Fruit Leather - Rotterdam

Che anche l’abbigliamento potesse essere “vegano” si sapeva già. La produzione di capi che non preveda il maltrattamento di animali è una realtà in tutto il mondo, ma è anche un settore in costante crescita e in continuo aggiornamento. L’ultima novità viene dai ricercatori e dai designer della Willem de Kooning Academie di Rotterdam, in Olanda, che hanno scoperto il modo per trasformare le bucce di albicocche, mele e arance in borse, portafogli e zaini. In un gesto, due vantaggi: gli accessori sono totalmente green e viene sensibilmente ridotto lo spreco di scarti alimentari.

fruit leatherDietro questa nuova frontiera della moda c’è la passione di un gruppo di ragazzi di questa Academie che per mesi si sono recati nei mercati della città per ritirare frutta e verdura andate a male. Tonnellate di cibo che, senza di loro, sarebbero state distrutte in una discarica, perché nessuno avrebbe comprato quei frutti ammaccati e rovinati. Dopo mesi di ricerche hanno raccolto oltre 3500 chili di cibo, che hanno schiacciato e cucinato per ricavarne un composto flessibile chiamato “Fruit leather“.
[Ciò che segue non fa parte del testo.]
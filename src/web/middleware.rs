//! Web middleware
//!
//! Contains:
//! - Shared application state
//! - Session-cookie extraction
//! - Authentication middleware: `require_auth` redirects anonymous
//!   requests to the login page with a `next` parameter pointing back
//!   at the original URL; `optional_auth` only attaches the user when
//!   a valid session cookie is present.

use axum::{
    extract::{Request, State},
    http::header,
    middleware::Next,
    response::{IntoResponse, Response},
};
use std::sync::Arc;

use crate::config::SiteConfig;
use crate::models::User;
use crate::services::{CommentService, NewsService, UserService, WordFilter};
use crate::web::error::PageError;
use crate::web::templates::TemplateEngine;
use crate::web::util::redirect;

/// Name of the session cookie
pub const SESSION_COOKIE: &str = "session";

/// Application state containing shared services
#[derive(Clone)]
pub struct AppState {
    pub user_service: Arc<UserService>,
    pub news_service: Arc<NewsService>,
    pub comment_service: Arc<CommentService>,
    pub word_filter: Arc<WordFilter>,
    pub templates: Arc<TemplateEngine>,
    pub site: Arc<SiteConfig>,
}

/// Authenticated user extracted from the session cookie
#[derive(Debug, Clone)]
pub struct AuthenticatedUser(pub User);

/// Extract the session token from the request's cookies
pub fn extract_session_token(request: &Request) -> Option<String> {
    let cookie_header = request.headers().get(header::COOKIE)?;
    let cookie_str = cookie_header.to_str().ok()?;

    for cookie in cookie_str.split(';') {
        if let Some((name, value)) = cookie.trim().split_once('=') {
            if name == SESSION_COOKIE {
                return Some(value.to_string());
            }
        }
    }

    None
}

/// Build the login URL carrying the original URL in `next`
pub fn login_url_with_next(next: &str) -> String {
    format!("/auth/login?next={}", urlencoding::encode(next))
}

fn original_url(request: &Request) -> &str {
    request
        .uri()
        .path_and_query()
        .map(|pq| pq.as_str())
        .unwrap_or_else(|| request.uri().path())
}

/// Authentication middleware
///
/// Anonymous or expired-session requests are redirected to the login
/// page rather than rejected; the mutation they attempted never runs.
pub async fn require_auth(
    State(state): State<AppState>,
    mut request: Request,
    next: Next,
) -> Response {
    let Some(token) = extract_session_token(&request) else {
        return redirect(&login_url_with_next(original_url(&request)));
    };

    match state.user_service.validate_session(&token).await {
        Ok(Some(user)) => {
            request.extensions_mut().insert(AuthenticatedUser(user));
            next.run(request).await
        }
        Ok(None) => redirect(&login_url_with_next(original_url(&request))),
        Err(err) => PageError::from(err).into_response(),
    }
}

/// Optional authentication middleware
pub async fn optional_auth(
    State(state): State<AppState>,
    mut request: Request,
    next: Next,
) -> Response {
    if let Some(token) = extract_session_token(&request) {
        if let Ok(Some(user)) = state.user_service.validate_session(&token).await {
            request.extensions_mut().insert(AuthenticatedUser(user));
        }
    }
    next.run(request).await
}

#[cfg(test)]
mod tests {
    use super::*;
    use axum::body::Body;

    fn request_with_cookie(cookie: &str) -> Request {
        Request::builder()
            .uri("/news/1")
            .header(header::COOKIE, cookie)
            .body(Body::empty())
            .expect("request")
    }

    #[test]
    fn test_extract_session_token() {
        let request = request_with_cookie("session=abc123");
        assert_eq!(extract_session_token(&request), Some("abc123".to_string()));
    }

    #[test]
    fn test_extract_session_token_among_other_cookies() {
        let request = request_with_cookie("theme=dark; session=abc123; lang=ru");
        assert_eq!(extract_session_token(&request), Some("abc123".to_string()));
    }

    #[test]
    fn test_extract_session_token_missing() {
        let request = request_with_cookie("theme=dark");
        assert_eq!(extract_session_token(&request), None);
    }

    #[test]
    fn test_login_url_with_next_encodes_the_target() {
        assert_eq!(
            login_url_with_next("/news/1"),
            "/auth/login?next=%2Fnews%2F1"
        );
    }
}
//! Database connection pool abstraction
//!
//! This module provides a unified interface for database operations that
//! works with both SQLite and MySQL backends. The appropriate pool is
//! created based on the configuration.

use anyhow::{Context, Result};
use async_trait::async_trait;
use sqlx::{
    mysql::{MySqlPool, MySqlPoolOptions},
    sqlite::{SqlitePool, SqlitePoolOptions},
};
use std::sync::Arc;

use crate::config::{DatabaseConfig, DatabaseDriver};

/// Database pool trait that abstracts over different database backends.
#[async_trait]
pub trait DatabasePool: Send + Sync {
    /// Execute a raw SQL query that doesn't return rows
    async fn execute(&self, query: &str) -> Result<u64>;

    /// Check if the database connection is healthy
    async fn ping(&self) -> Result<()>;

    /// Close the connection pool
    async fn close(&self);

    /// Get the database driver type
    fn driver(&self) -> DatabaseDriver;

    /// Get the underlying SQLite pool if this is a SQLite connection
    fn as_sqlite(&self) -> Option<&SqlitePool>;

    /// Get the underlying MySQL pool if this is a MySQL connection
    fn as_mysql(&self) -> Option<&MySqlPool>;
}

/// SQLite connection pool implementation
pub struct SqliteDatabase {
    pool: SqlitePool,
}

fn is_memory_url(url: &str) -> bool {
    url == ":memory:" || url.starts_with("sqlite::memory:")
}

impl SqliteDatabase {
    /// Create a new SQLite connection pool
    pub async fn new(url: &str) -> Result<Self> {
        // Ensure the database directory exists for file-based SQLite
        if !is_memory_url(url) {
            let path = url.strip_prefix("sqlite:").unwrap_or(url);
            if let Some(parent) = std::path::Path::new(path).parent() {
                if !parent.as_os_str().is_empty() {
                    std::fs::create_dir_all(parent).with_context(|| {
                        format!("Failed to create database directory: {:?}", parent)
                    })?;
                }
            }
        }

        // Build the connection URL with create=true for file-based databases
        let connection_url = if url.starts_with("sqlite:") {
            if url.contains('?') {
                url.to_string()
            } else {
                format!("{}?mode=rwc", url)
            }
        } else if url == ":memory:" {
            "sqlite::memory:".to_string()
        } else {
            format!("sqlite:{}?mode=rwc", url)
        };

        // An in-memory SQLite database exists per connection, so the pool
        // must hold exactly one or migrations land in a different
        // database than queries.
        let max_connections = if is_memory_url(&connection_url) { 1 } else { 20 };

        let pool = SqlitePoolOptions::new()
            .max_connections(max_connections)
            .connect(&connection_url)
            .await
            .with_context(|| format!("Failed to connect to SQLite database: {}", url))?;

        // Foreign keys are off by default in SQLite; comment cascade
        // deletion depends on them.
        sqlx::query("PRAGMA foreign_keys = ON")
            .execute(&pool)
            .await
            .context("Failed to enable foreign keys")?;

        Ok(Self { pool })
    }

    /// Get a reference to the underlying pool
    pub fn pool(&self) -> &SqlitePool {
        &self.pool
    }
}

#[async_trait]
impl DatabasePool for SqliteDatabase {
    async fn execute(&self, query: &str) -> Result<u64> {
        let result = sqlx::query(query)
            .execute(&self.pool)
            .await
            .with_context(|| format!("Failed to execute query: {}", query))?;
        Ok(result.rows_affected())
    }

    async fn ping(&self) -> Result<()> {
        sqlx::query("SELECT 1")
            .fetch_one(&self.pool)
            .await
            .context("Database ping failed")?;
        Ok(())
    }

    async fn close(&self) {
        self.pool.close().await;
    }

    fn driver(&self) -> DatabaseDriver {
        DatabaseDriver::Sqlite
    }

    fn as_sqlite(&self) -> Option<&SqlitePool> {
        Some(&self.pool)
    }

    fn as_mysql(&self) -> Option<&MySqlPool> {
        None
    }
}

/// MySQL connection pool implementation
pub struct MysqlDatabase {
    pool: MySqlPool,
}

impl MysqlDatabase {
    /// Create a new MySQL connection pool
    pub async fn new(url: &str) -> Result<Self> {
        let connection_url = if url.starts_with("mysql://") {
            url.to_string()
        } else {
            format!("mysql://{}", url)
        };

        let pool = MySqlPoolOptions::new()
            .max_connections(30)
            .connect(&connection_url)
            .await
            .with_context(|| format!("Failed to connect to MySQL database: {}", url))?;

        Ok(Self { pool })
    }

    /// Get a reference to the underlying pool
    pub fn pool(&self) -> &MySqlPool {
        &self.pool
    }
}

#[async_trait]
impl DatabasePool for MysqlDatabase {
    async fn execute(&self, query: &str) -> Result<u64> {
        let result = sqlx::query(query)
            .execute(&self.pool)
            .await
            .with_context(|| format!("Failed to execute query: {}", query))?;
        Ok(result.rows_affected())
    }

    async fn ping(&self) -> Result<()> {
        sqlx::query("SELECT 1")
            .fetch_one(&self.pool)
            .await
            .context("Database ping failed")?;
        Ok(())
    }

    async fn close(&self) {
        self.pool.close().await;
    }

    fn driver(&self) -> DatabaseDriver {
        DatabaseDriver::Mysql
    }

    fn as_sqlite(&self) -> Option<&SqlitePool> {
        None
    }

    fn as_mysql(&self) -> Option<&MySqlPool> {
        Some(&self.pool)
    }
}

/// Type alias for a shared database pool
pub type DynDatabasePool = Arc<dyn DatabasePool>;

/// Create a database connection pool based on configuration.
///
/// # Errors
///
/// Returns an error if the connection cannot be established.
pub async fn create_pool(config: &DatabaseConfig) -> Result<DynDatabasePool> {
    match config.driver {
        DatabaseDriver::Sqlite => {
            let db = SqliteDatabase::new(&config.url).await?;
            Ok(Arc::new(db))
        }
        DatabaseDriver::Mysql => {
            let db = MysqlDatabase::new(&config.url).await?;
            Ok(Arc::new(db))
        }
    }
}

/// Create a SQLite in-memory database pool for testing
pub async fn create_test_pool() -> Result<DynDatabasePool> {
    let config = DatabaseConfig {
        driver: DatabaseDriver::Sqlite,
        url: ":memory:".to_string(),
    };
    create_pool(&config).await
}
Da qui alla creazione della prima borsa il passo è stato brevissimo. Ben più lungo, invece, sarebbe quello verso le passerelle più importanti della moda internazionale, che rappresentano il nuovo obiettivo dei ricercatori olandesi. Cercano un marchio che creda in loro e che voglia puntare sulla loro moda totalmente green: anche la moda sta diventando, pian piano, vegana.